Your result should be every line of the records below that contains the word "static".

+++ Record extracts

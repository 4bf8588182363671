macro_rules! register_queries {
    (
        $(
            $module:ident => $query_type:ident
        ),* $(,)?
    ) => {
        // Import all query modules
        $(
            pub mod $module;
            pub use $module::$query_type;
        )*

        // Generate the enum with all query types
        #[derive(Clone)]
        pub enum QueryType {
            $(
                $query_type($query_type),
            )*
        }

        // Implement Query trait for QueryType enum
        impl Query<SqlClient> for QueryType {
            fn name(&self) -> &'static str {
                match self {
                    $(
                        QueryType::$query_type(q) => Query::<SqlClient>::name(q),
                    )*
                }
            }

            fn enabled_by_default(&self) -> bool {
                match self {
                    $(
                        QueryType::$query_type(q) => Query::<SqlClient>::enabled_by_default(q),
                    )*
                }
            }

            fn supports(&self, kind: EndpointKind) -> bool {
                match self {
                    $(
                        QueryType::$query_type(q) => Query::<SqlClient>::supports(q, kind),
                    )*
                }
            }

            fn aggregation(&self) -> Aggregation {
                match self {
                    $(
                        QueryType::$query_type(q) => Query::<SqlClient>::aggregation(q),
                    )*
                }
            }

            fn fetch<'a>(
                &'a self,
                conn: &'a mut SqlClient,
                scope: &'a DatabaseScope,
            ) -> BoxFuture<'a, Result<Vec<Row>>> {
                match self {
                    $(
                        QueryType::$query_type(q) => q.fetch(conn, scope),
                    )*
                }
            }
        }

        // Generate the factory function map
        pub fn all_factories() -> HashMap<&'static str, fn() -> QueryType> {
            let mut map: HashMap<&'static str, fn() -> QueryType> = HashMap::new();
            $(
                map.insert(
                    stringify!($module),
                    || QueryType::$query_type($query_type::new()),
                );
            )*
            map
        }

        // Query names in execution order - also drives the clap flags
        pub const QUERY_NAMES: &[&'static str] = &[
            $(stringify!($module),)*
        ];
    };
}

++++++

▸ Response to the exercise:
            fn name(&self) -> &'static str {
        pub fn all_factories() -> HashMap<&'static str, fn() -> QueryType> {
            let mut map: HashMap<&'static str, fn() -> QueryType> = HashMap::new();
        pub const QUERY_NAMES: &[&'static str] = &[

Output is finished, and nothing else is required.